Saved entries ▸
-- Opening Marker --

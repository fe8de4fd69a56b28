//! Demo binary: boots the dispatch system, places an order, lets the
//! simulator carry it for a few ticks, then force-progresses it to delivery
//! and shuts down cleanly.

use courier_dispatch::assignment::AssignmentOutcome;
use courier_dispatch::lifecycle::{setup_tracing, DispatchSystem};
use courier_dispatch::model::{
    Coordinate, DeliveryType, OrderCreate, OrderState, PackageDetails, PackageSize,
};
use std::time::Duration;
use tracing::{info, warn};

#[tokio::main]
async fn main() -> Result<(), String> {
    setup_tracing();

    info!("Starting courier dispatch system");
    let system = DispatchSystem::new().await.map_err(|e| e.to_string())?;

    // A NORMAL order from Mumbai Central to Bandra.
    let placement = system
        .orders
        .create_order(OrderCreate {
            pickup_location: Coordinate::new(19.0760, 72.8777),
            drop_location: Coordinate::new(19.0896, 72.8656),
            delivery_type: DeliveryType::Normal,
            package: PackageDetails {
                weight_kg: 2.5,
                dimensions: PackageSize::Small,
            },
        })
        .await
        .map_err(|e| e.to_string())?;

    match &placement.assignment {
        AssignmentOutcome::Assigned {
            courier,
            distance_km,
        } => info!(
            order_id = %placement.order.id,
            courier = %courier.name,
            distance_km,
            "Order assigned"
        ),
        other => warn!(?other, "Order placed without a courier"),
    }

    // Let the background simulation move the courier for a few ticks.
    system.simulator.start().await.map_err(|e| e.to_string())?;
    tokio::time::sleep(Duration::from_secs(5)).await;

    let status = system.simulator.status().await.map_err(|e| e.to_string())?;
    info!(
        active_orders = status.active_order_count,
        step_size_km = status.step_size_km,
        "Simulation running"
    );

    // Finish the delivery deterministically instead of waiting out the walk.
    loop {
        let report = system
            .simulator
            .force_progress(&placement.order.id)
            .await
            .map_err(|e| e.to_string())?;
        info!(state = %report.order.state, "{}", report.message);
        if report.order.state == OrderState::Delivered {
            break;
        }
    }

    let stats = system.stats().await.map_err(|e| e.to_string())?;
    info!(
        total_orders = stats.total_orders,
        available_couriers = stats.available_couriers,
        "Final stats"
    );

    system.shutdown().await?;
    info!("Done");
    Ok(())
}
//! Entity trait implementation for the Courier domain type.
//!
//! Enables [`Courier`] to be managed by the generic
//! [`ResourceActor`](crate::framework::ResourceActor). Location updates go
//! through [`CourierUpdate`]; binding, releasing, and movement are actions.

use super::actions::{CourierAction, CourierActionResult};
use super::error::CourierError;
use crate::framework::ActorEntity;
use crate::model::{Courier, CourierCreate, CourierUpdate};

impl ActorEntity for Courier {
    type Id = String;
    type CreateParams = CourierCreate;
    type UpdateParams = CourierUpdate;
    type Action = CourierAction;
    type ActionResult = CourierActionResult;
    type Error = CourierError;

    fn from_create_params(id: String, params: CourierCreate) -> Result<Self, CourierError> {
        if !params.location.is_finite() {
            return Err(CourierError::InvalidLocation);
        }
        Ok(Courier::new(id, params))
    }

    fn on_update(&mut self, update: CourierUpdate) -> Result<(), CourierError> {
        if let Some(location) = update.location {
            if !location.is_finite() {
                return Err(CourierError::InvalidLocation);
            }
            self.current_location = location;
        }
        Ok(())
    }

    fn handle_action(&mut self, action: CourierAction) -> Result<CourierActionResult, CourierError> {
        match action {
            CourierAction::Bind { order_id } => {
                if !self.is_available {
                    return Err(CourierError::AlreadyBusy {
                        courier_id: self.id.clone(),
                        order_id: self
                            .current_order_id
                            .clone()
                            .unwrap_or_else(|| "<unknown>".to_string()),
                    });
                }
                self.mark_busy(order_id);
                Ok(CourierActionResult::Bound(self.clone()))
            }
            CourierAction::Release { order_id } => {
                // Defends against the courier having been reassigned or
                // already freed by a racing caller.
                if self.current_order_id.as_deref() == Some(order_id.as_str()) {
                    self.mark_available();
                }
                Ok(CourierActionResult::Released(self.clone()))
            }
            CourierAction::MoveTowards {
                target,
                step_size_km,
            } => {
                if !target.is_finite() {
                    return Err(CourierError::InvalidLocation);
                }
                let outcome = self.move_towards(target, step_size_km);
                Ok(CourierActionResult::Moved {
                    courier: self.clone(),
                    outcome,
                })
            }
        }
    }
}
//! The order state machine.
//!
//! Structural legality lives here and only here; physical preconditions
//! (courier proximity) are layered on top by [`crate::progression`].

use serde::{Deserialize, Serialize};
use std::fmt;

/// Delivery lifecycle states.
#[derive(Debug, Clone, Copy, PartialEq, Eq, Hash, Serialize, Deserialize)]
#[serde(rename_all = "SCREAMING_SNAKE_CASE")]
pub enum OrderState {
    Created,
    Assigned,
    PickedUp,
    InTransit,
    Delivered,
    Cancelled,
}

impl OrderState {
    /// Exact-match transition table.
    pub fn can_transition_to(self, next: OrderState) -> bool {
        matches!(
            (self, next),
            (OrderState::Created, OrderState::Assigned)
                | (OrderState::Created, OrderState::Cancelled)
                | (OrderState::Assigned, OrderState::PickedUp)
                | (OrderState::Assigned, OrderState::Cancelled)
                | (OrderState::PickedUp, OrderState::InTransit)
                | (OrderState::InTransit, OrderState::Delivered)
        )
    }

    /// All legal next states, for caller diagnostics.
    pub fn valid_next_states(self) -> Vec<OrderState> {
        match self {
            OrderState::Created => vec![OrderState::Assigned, OrderState::Cancelled],
            OrderState::Assigned => vec![OrderState::PickedUp, OrderState::Cancelled],
            OrderState::PickedUp => vec![OrderState::InTransit],
            OrderState::InTransit => vec![OrderState::Delivered],
            OrderState::Delivered | OrderState::Cancelled => vec![],
        }
    }

    /// Terminal states have no outgoing transitions.
    pub fn is_terminal(self) -> bool {
        matches!(self, OrderState::Delivered | OrderState::Cancelled)
    }

    /// States in which an order is worked by a courier and moved by the
    /// simulator.
    pub fn is_active(self) -> bool {
        matches!(
            self,
            OrderState::Assigned | OrderState::PickedUp | OrderState::InTransit
        )
    }
}

impl fmt::Display for OrderState {
    fn fmt(&self, f: &mut fmt::Formatter<'_>) -> fmt::Result {
        let name = match self {
            OrderState::Created => "CREATED",
            OrderState::Assigned => "ASSIGNED",
            OrderState::PickedUp => "PICKED_UP",
            OrderState::InTransit => "IN_TRANSIT",
            OrderState::Delivered => "DELIVERED",
            OrderState::Cancelled => "CANCELLED",
        };
        f.write_str(name)
    }
}

/// Renders a state list as `A, B` for error messages.
pub fn join_states(states: &[OrderState]) -> String {
    states
        .iter()
        .map(|s| s.to_string())
        .collect::<Vec<_>>()
        .join(", ")
}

-- Closing Marker --

Task ▸ Extract each entry in full and write it down exactly.

Result of this exercise ▸
repository fe8de4fd69a56b28
//! Demo binary: boots the dispatch system, places an order, lets the
//! simulator carry it for a few ticks, then force-progresses it to delivery
//! and shuts down cleanly.

use courier_dispatch::assignment::AssignmentOutcome;
use courier_dispatch::lifecycle::{setup_tracing, DispatchSystem};
use courier_dispatch::model::{
    Coordinate, DeliveryType, OrderCreate, OrderState, PackageDetails, PackageSize,
};
use std::time::Duration;
use tracing::{info, warn};

#[tokio::main]
async fn main() -> Result<(), String> {
    setup_tracing();

    info!("Starting courier dispatch system");
    let system = DispatchSystem::new().await.map_err(|e| e.to_string())?;

    // A NORMAL order from Mumbai Central to Bandra.
    let placement = system
        .orders
        .create_order(OrderCreate {
            pickup_location: Coordinate::new(19.0760, 72.8777),
            drop_location: Coordinate::new(19.0896, 72.8656),
            delivery_type: DeliveryType::Normal,
            package: PackageDetails {
                weight_kg: 2.5,
                dimensions: PackageSize::Small,
            },
        })
        .await
        .map_err(|e| e.to_string())?;

    match &placement.assignment {
        AssignmentOutcome::Assigned {
            courier,
            distance_km,
        } => info!(
            order_id = %placement.order.id,
            courier = %courier.name,
            distance_km,
            "Order assigned"
        ),
        other => warn!(?other, "Order placed without a courier"),
    }

    // Let the background simulation move the courier for a few ticks.
    system.simulator.start().await.map_err(|e| e.to_string())?;
    tokio::time::sleep(Duration::from_secs(5)).await;

    let status = system.simulator.status().await.map_err(|e| e.to_string())?;
    info!(
        active_orders = status.active_order_count,
        step_size_km = status.step_size_km,
        "Simulation running"
    );

    // Finish the delivery deterministically instead of waiting out the walk.
    loop {
        let report = system
            .simulator
            .force_progress(&placement.order.id)
            .await
            .map_err(|e| e.to_string())?;
        info!(state = %report.order.state, "{}", report.message);
        if report.order.state == OrderState::Delivered {
            break;
        }
    }

    let stats = system.stats().await.map_err(|e| e.to_string())?;
    info!(
        total_orders = stats.total_orders,
        available_couriers = stats.available_couriers,
        "Final stats"
    );

    system.shutdown().await?;
    info!("Done");
    Ok(())
}
//! Entity trait implementation for the Courier domain type.
//!
//! Enables [`Courier`] to be managed by the generic
//! [`ResourceActor`](crate::framework::ResourceActor). Location updates go
//! through [`CourierUpdate`]; binding, releasing, and movement are actions.

use super::actions::{CourierAction, CourierActionResult};
use super::error::CourierError;
use crate::framework::ActorEntity;
use crate::model::{Courier, CourierCreate, CourierUpdate};

impl ActorEntity for Courier {
    type Id = String;
    type CreateParams = CourierCreate;
    type UpdateParams = CourierUpdate;
    type Action = CourierAction;
    type ActionResult = CourierActionResult;
    type Error = CourierError;

    fn from_create_params(id: String, params: CourierCreate) -> Result<Self, CourierError> {
        if !params.location.is_finite() {
            return Err(CourierError::InvalidLocation);
        }
        Ok(Courier::new(id, params))
    }

    fn on_update(&mut self, update: CourierUpdate) -> Result<(), CourierError> {
        if let Some(location) = update.location {
            if !location.is_finite() {
                return Err(CourierError::InvalidLocation);
            }
            self.current_location = location;
        }
        Ok(())
    }

    fn handle_action(&mut self, action: CourierAction) -> Result<CourierActionResult, CourierError> {
        match action {
            CourierAction::Bind { order_id } => {
                if !self.is_available {
                    return Err(CourierError::AlreadyBusy {
                        courier_id: self.id.clone(),
                        order_id: self
                            .current_order_id
                            .clone()
                            .unwrap_or_else(|| "<unknown>".to_string()),
                    });
                }
                self.mark_busy(order_id);
                Ok(CourierActionResult::Bound(self.clone()))
            }
            CourierAction::Release { order_id } => {
                // Defends against the courier having been reassigned or
                // already freed by a racing caller.
                if self.current_order_id.as_deref() == Some(order_id.as_str()) {
                    self.mark_available();
                }
                Ok(CourierActionResult::Released(self.clone()))
            }
            CourierAction::MoveTowards {
                target,
                step_size_km,
            } => {
                if !target.is_finite() {
                    return Err(CourierError::InvalidLocation);
                }
                let outcome = self.move_towards(target, step_size_km);
                Ok(CourierActionResult::Moved {
                    courier: self.clone(),
                    outcome,
                })
            }
        }
    }
}
//! The order state machine.
//!
//! Structural legality lives here and only here; physical preconditions
//! (courier proximity) are layered on top by [`crate::progression`].

use serde::{Deserialize, Serialize};
use std::fmt;

/// Delivery lifecycle states.
#[derive(Debug, Clone, Copy, PartialEq, Eq, Hash, Serialize, Deserialize)]
#[serde(rename_all = "SCREAMING_SNAKE_CASE")]
pub enum OrderState {
    Created,
    Assigned,
    PickedUp,
    InTransit,
    Delivered,
    Cancelled,
}

impl OrderState {
    /// Exact-match transition table.
    pub fn can_transition_to(self, next: OrderState) -> bool {
        matches!(
            (self, next),
            (OrderState::Created, OrderState::Assigned)
                | (OrderState::Created, OrderState::Cancelled)
                | (OrderState::Assigned, OrderState::PickedUp)
                | (OrderState::Assigned, OrderState::Cancelled)
                | (OrderState::PickedUp, OrderState::InTransit)
                | (OrderState::InTransit, OrderState::Delivered)
        )
    }

    /// All legal next states, for caller diagnostics.
    pub fn valid_next_states(self) -> Vec<OrderState> {
        match self {
            OrderState::Created => vec![OrderState::Assigned, OrderState::Cancelled],
            OrderState::Assigned => vec![OrderState::PickedUp, OrderState::Cancelled],
            OrderState::PickedUp => vec![OrderState::InTransit],
            OrderState::InTransit => vec![OrderState::Delivered],
            OrderState::Delivered | OrderState::Cancelled => vec![],
        }
    }

    /// Terminal states have no outgoing transitions.
    pub fn is_terminal(self) -> bool {
        matches!(self, OrderState::Delivered | OrderState::Cancelled)
    }

    /// States in which an order is worked by a courier and moved by the
    /// simulator.
    pub fn is_active(self) -> bool {
        matches!(
            self,
            OrderState::Assigned | OrderState::PickedUp | OrderState::InTransit
        )
    }
}

impl fmt::Display for OrderState {
    fn fmt(&self, f: &mut fmt::Formatter<'_>) -> fmt::Result {
        let name = match self {
            OrderState::Created => "CREATED",
            OrderState::Assigned => "ASSIGNED",
            OrderState::PickedUp => "PICKED_UP",
            OrderState::InTransit => "IN_TRANSIT",
            OrderState::Delivered => "DELIVERED",
            OrderState::Cancelled => "CANCELLED",
        };
        f.write_str(name)
    }
}

/// Renders a state list as `A, B` for error messages.
pub fn join_states(states: &[OrderState]) -> String {
    states
        .iter()
        .map(|s| s.to_string())
        .collect::<Vec<_>>()
        .join(", ")
}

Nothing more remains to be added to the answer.